We used maximum-likelihood factor analysis (27) with Promax rotation to examine the matrix of correlations for clusters of associated genes. This technique provides a goodness-of-fit test to determine the number of “factors” that are regarded as hypothetical constructs with which the measures (gene expression) are related (28) . Factor analysis is a technique that reduces the relationships among many measures to a smaller number of (hypothetical) constructs. These constructs are linear combinations of the measured variables, but are considered representations of underlying or common factors. The goodness-of-fit test expresses the extent to which the derived linear combinations reproduce the measured relationships. The appropriate number of factors are calculated when a smaller number of derived factors adequately reproduce a larger number of measured variables.

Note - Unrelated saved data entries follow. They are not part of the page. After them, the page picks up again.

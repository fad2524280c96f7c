//! Tunnel supervision

use chrono::{DateTime, Utc};
use std::collections::BTreeMap;
use std::process::Stdio;
use std::time::Duration;
use tokio::io::{AsyncBufReadExt, AsyncRead, BufReader};
use tokio::process::Child;
use tracing::{debug, info, warn};

use super::{TunnelError, TunnelLauncher, TunnelSpec};

/// How long to wait for the ready marker after spawning
const STARTUP_TIMEOUT: Duration = Duration::from_secs(10);

/// An open tunnel and its backing process
#[derive(Debug)]
pub struct Tunnel {
    spec: TunnelSpec,
    child: Child,
    opened_at: DateTime<Utc>,
}

impl Tunnel {
    pub fn spec(&self) -> &TunnelSpec {
        &self.spec
    }

    pub fn pid(&self) -> Option<u32> {
        self.child.id()
    }

    fn uptime(&self) -> chrono::Duration {
        Utc::now() - self.opened_at
    }

    async fn stop(&mut self) {
        if let Err(e) = self.child.kill().await {
            // Already reaped
            debug!("Port-forward on {} already stopped: {}", self.spec.local_port, e);
        }
    }
}

/// Owns every tunnel of a run, at most one per local port
pub struct PortForwardManager {
    launcher: Box<dyn TunnelLauncher>,
    tunnels: BTreeMap<u16, Tunnel>,
    startup_timeout: Duration,
}

impl PortForwardManager {
    pub fn new(launcher: impl TunnelLauncher + 'static) -> Self {
        Self {
            launcher: Box::new(launcher),
            tunnels: BTreeMap::new(),
            startup_timeout: STARTUP_TIMEOUT,
        }
    }

    pub fn with_startup_timeout(mut self, timeout: Duration) -> Self {
        self.startup_timeout = timeout;
        self
    }

    /// Open a tunnel; fails with `PortInUse` if the local port is taken
    pub async fn open_tunnel(&mut self, spec: TunnelSpec) -> Result<&Tunnel, TunnelError> {
        let port = spec.local_port;
        if let Some(existing) = self.tunnels.get(&port) {
            return Err(TunnelError::PortInUse {
                port,
                existing: existing.spec.to_string(),
            });
        }

        debug!("Opening port-forward {}", spec);
        let mut child = self
            .launcher
            .command(&spec)
            .stdin(Stdio::null())
            .stdout(Stdio::piped())
            .stderr(Stdio::piped())
            .kill_on_drop(true)
            .spawn()
            .map_err(|source| TunnelError::Spawn {
                spec: spec.to_string(),
                source,
            })?;

        if let Some(stderr) = child.stderr.take() {
            tokio::spawn(drain(stderr, port));
        }

        if let Some(marker) = self.launcher.ready_marker() {
            if let Err(e) = wait_ready(&mut child, port, marker, self.startup_timeout).await {
                let _ = child.kill().await;
                return Err(e);
            }
        } else if let Some(stdout) = child.stdout.take() {
            tokio::spawn(drain(stdout, port));
        }

        info!("Port-forward open: {} (pid {:?})", spec, child.id());
        let tunnel = Tunnel {
            spec,
            child,
            opened_at: Utc::now(),
        };
        Ok(self.tunnels.entry(port).or_insert(tunnel))
    }

    /// Close the tunnel on `local_port`; returns whether one was open
    pub async fn close(&mut self, local_port: u16) -> bool {
        match self.tunnels.remove(&local_port) {
            Some(mut tunnel) => {
                tunnel.stop().await;
                info!("Port-forward closed: {}", tunnel.spec);
                true
            }
            None => false,
        }
    }

    /// Close every tunnel; returns how many were open
    pub async fn close_all(&mut self) -> usize {
        let ports: Vec<u16> = self.tunnels.keys().copied().collect();
        let mut closed = 0;
        for port in ports {
            if self.close(port).await {
                closed += 1;
            }
        }
        closed
    }

    /// Detect tunnels whose process has exited
    ///
    /// Dead tunnels are reported and dropped so their port can be reopened;
    /// they are never restarted here.
    pub fn check_health(&mut self) -> Vec<TunnelError> {
        let mut dead = Vec::new();
        for (port, tunnel) in self.tunnels.iter_mut() {
            match tunnel.child.try_wait() {
                Ok(Some(status)) => dead.push(TunnelError::ProcessExited {
                    port: *port,
                    status: status.to_string(),
                }),
                Ok(None) => {}
                Err(source) => dead.push(TunnelError::Io { port: *port, source }),
            }
        }

        for err in &dead {
            if let Some(tunnel) = err.port().and_then(|port| self.tunnels.remove(&port)) {
                warn!(
                    "Port-forward {} went down after {}s: {}",
                    tunnel.spec,
                    tunnel.uptime().num_seconds(),
                    err
                );
            }
        }
        dead
    }

    /// Open tunnels by local port
    pub fn iter(&self) -> impl Iterator<Item = &Tunnel> {
        self.tunnels.values()
    }

    pub fn len(&self) -> usize {
        self.tunnels.len()
    }

    pub fn is_empty(&self) -> bool {
        self.tunnels.is_empty()
    }
}

impl Drop for PortForwardManager {
    fn drop(&mut self) {
        for tunnel in self.tunnels.values_mut() {
            if tunnel.child.start_kill().is_ok() {
                debug!("Killed port-forward on {} at drop", tunnel.spec.local_port);
            }
        }
    }
}

/// Read stdout until `marker`, then keep draining it in the background
async fn wait_ready(
    child: &mut Child,
    port: u16,
    marker: &str,
    timeout: Duration,
) -> Result<(), TunnelError> {
    let Some(stdout) = child.stdout.take() else {
        return Ok(());
    };
    let mut lines = BufReader::new(stdout).lines();

    let found = tokio::time::timeout(timeout, async {
        while let Some(line) = lines.next_line().await? {
            debug!("[port-forward {}] {}", port, line);
            if line.contains(marker) {
                return Ok(true);
            }
        }
        Ok::<bool, std::io::Error>(false)
    })
    .await;

    match found {
        Ok(Ok(true)) => {
            tokio::spawn(async move {
                while let Ok(Some(line)) = lines.next_line().await {
                    debug!("[port-forward {}] {}", port, line);
                }
            });
            Ok(())
        }
        Ok(Ok(false)) => {
            let status = match child.wait().await {
                Ok(status) => status.to_string(),
                Err(e) => e.to_string(),
            };
            Err(TunnelError::ProcessExited { port, status })
        }
        Ok(Err(source)) => Err(TunnelError::Io { port, source }),
        Err(_) => Err(TunnelError::StartupTimeout { port, timeout }),
    }
}

async fn drain<R: AsyncRead + Unpin>(reader: R, port: u16) {
    let mut lines = BufReader::new(reader).lines();
    while let Ok(Some(line)) = lines.next_line().await {
        debug!("[port-forward {}] {}", port, line);
    }
}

The factors are interpreted by examining the weights from the linear combinations of measured variables. We interpret variables with large weights or “loadings” as sharing the same construct. Generally, the matrix of factor loadings is transformed to “simple structure,” the goal of which is to produce large associations between each measure and one (and only one) factor. We performed Promax rotation, a transformational technique that allows correlated factors if, indeed. the data do not support orthogonal factors (29) . In the present analyses, correlated factors might arise when some genes are involved in more than one pathway. A loading factor of 0.4 is typically accepted to be significant.
Results and Discussion
Real-Time RT-PCR Analysis.
To validate and extend our previous findings of genes differentially expressed in ovarian cancer (24) , we chose real-time RT-PCR, a highly sensitive and reproducible technique (30) . Because real-time RT-PCR does not require large amounts of starting RNA, we chose to analyze a panel of 39 microdissected primary EOCs of various histological subtypes. The use of microdissected specimens ensured a relatively pure population of tumor cells. We reasoned that this approach would allow an accurate determination of the frequency and extent of overexpression of many genes relevant to EOC. GPX3, clusterin/ApoJ, EpCAM/GA733-2, Kop, SLPI, ApoE, and ceruloplasmin all represented genes shown by SAGE to be consistently and highly up-regulated in a subset of ovarian cancer (24) . For this analysis, we also chose to include a number of genes that had previously been implicated in various human cancers and also exhibited up-regulation by SAGE but did not qualify as genuine up-regulated genes according to our strict set of criteria and, therefore, had not been reported as up-regulated (24) . These genes are TIMP-3, IGFBP-2, FR1, MGP, S100A2, and STAT1 (17 , 31, 32, 33, 34, 35, 36) .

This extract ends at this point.